[Start of section]

//! Magic-number search. Candidates are sparse 64-bit numbers (the AND of
//! three generator draws); a candidate is accepted when the multiply-shift
//! maps every occupancy subset to a bucket whose stored attack set agrees.

use rand::RngCore;
use tracing::error;

const MAX_ATTEMPTS: u32 = 10_000_000;

/// AND-ing three draws keeps the popcount low, which is what makes a
/// multiplier likely to separate the occupancy subsets.
#[inline(always)]
pub fn random_sparse_u64<R: RngCore>(rng: &mut R) -> u64 {
    rng.next_u64() & rng.next_u64() & rng.next_u64()
}

fn is_magic_valid(blockers: &[u64], attacks: &[u64], magic: u64, shift: u32) -> bool {
    let mut used = vec![0u64; 1usize << (64 - shift)];

    for (&blocker, &attack) in blockers.iter().zip(attacks) {
        let index = (blocker.wrapping_mul(magic) >> shift) as usize;
        if used[index] == 0 {
            used[index] = attack;
        } else if used[index] != attack {
            // two subsets with different attack sets collided
            return false;
        }
    }
    true
}

/// Searches for a perfect-hash multiplier for one square. Exhaustion after
/// ten million attempts is an engineering bug, not a runtime condition; it
/// is logged and a zero magic returned.
pub fn find_magic<R: RngCore>(
    square: usize,
    mask: u64,
    blockers: &[u64],
    attacks: &[u64],
    shift: u32,
    rng: &mut R,
) -> u64 {
    for _ in 0..MAX_ATTEMPTS {
        let magic = random_sparse_u64(rng);

        // cheap rejection: the mask's high product byte must be dense
        if (mask.wrapping_mul(magic) & 0xFF00_0000_0000_0000).count_ones() < 6 {
            continue;
        }

        if is_magic_valid(blockers, attacks, magic, shift) {
            return magic;
        }
    }

    error!(square, "no magic number found after {MAX_ATTEMPTS} attempts");
    0
}

#[cfg(test)]
mod tests {
    use super::*;
    use crate::moves::magic::attacks::{occupancy_subsets, rook_attacks_otf, rook_mask};
    use crate::utils::XorShiftRng;

    #[test]
    fn found_magic_is_a_perfect_hash() {
        let square = 27;
        let mask = rook_mask(square);
        let blockers = occupancy_subsets(mask);
        let attacks: Vec<u64> = blockers
            .iter()
            .map(|&b| rook_attacks_otf(square, b))
            .collect();
        let shift = 64 - mask.count_ones();

        let mut rng = XorShiftRng::new(0x1234_5678_90AB_CDEF);
        let magic = find_magic(square, mask, &blockers, &attacks, shift, &mut rng);
        assert_ne!(magic, 0);
        assert!(is_magic_valid(&blockers, &attacks, magic, shift));
    }

    #[test]
    fn sparse_draws_have_low_popcount_on_average() {
        let mut rng = XorShiftRng::new(0x9E37_79B9_97F4_A7C1);
        let total: u32 = (0..1000).map(|_| random_sparse_u64(&mut rng).count_ones()).sum();
        // expectation is 8 set bits; anything near 32 would mean the AND is gone
        assert!(total / 1000 < 16);
    }
}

[End of section]

=== TO DO ===
The lines from the one containing "square. Exhaustion after" through the last line of the records are to be transcribed exactly, with nothing else added.

=== OUTPUT FOR THIS EXERCISE ===
/// Searches for a perfect-hash multiplier for one square. Exhaustion after
/// ten million attempts is an engineering bug, not a runtime condition; it
/// is logged and a zero magic returned.
pub fn find_magic<R: RngCore>(
    square: usize,
    mask: u64,
    blockers: &[u64],
    attacks: &[u64],
    shift: u32,
    rng: &mut R,
) -> u64 {
    for _ in 0..MAX_ATTEMPTS {
        let magic = random_sparse_u64(rng);

        // cheap rejection: the mask's high product byte must be dense
        if (mask.wrapping_mul(magic) & 0xFF00_0000_0000_0000).count_ones() < 6 {
            continue;
        }

        if is_magic_valid(blockers, attacks, magic, shift) {
            return magic;
        }
    }

    error!(square, "no magic number found after {MAX_ATTEMPTS} attempts");
    0
}

#[cfg(test)]
mod tests {
    use super::*;
    use crate::moves::magic::attacks::{occupancy_subsets, rook_attacks_otf, rook_mask};
    use crate::utils::XorShiftRng;

    #[test]
    fn found_magic_is_a_perfect_hash() {
        let square = 27;
        let mask = rook_mask(square);
        let blockers = occupancy_subsets(mask);
        let attacks: Vec<u64> = blockers
            .iter()
            .map(|&b| rook_attacks_otf(square, b))
            .collect();
        let shift = 64 - mask.count_ones();

        let mut rng = XorShiftRng::new(0x1234_5678_90AB_CDEF);
        let magic = find_magic(square, mask, &blockers, &attacks, shift, &mut rng);
        assert_ne!(magic, 0);
        assert!(is_magic_valid(&blockers, &attacks, magic, shift));
    }

    #[test]
    fn sparse_draws_have_low_popcount_on_average() {
        let mut rng = XorShiftRng::new(0x9E37_79B9_97F4_A7C1);
        let total: u32 = (0..1000).map(|_| random_sparse_u64(&mut rng).count_ones()).sum();
        // expectation is 8 set bits; anything near 32 would mean the AND is gone
        assert!(total / 1000 < 16);
    }
}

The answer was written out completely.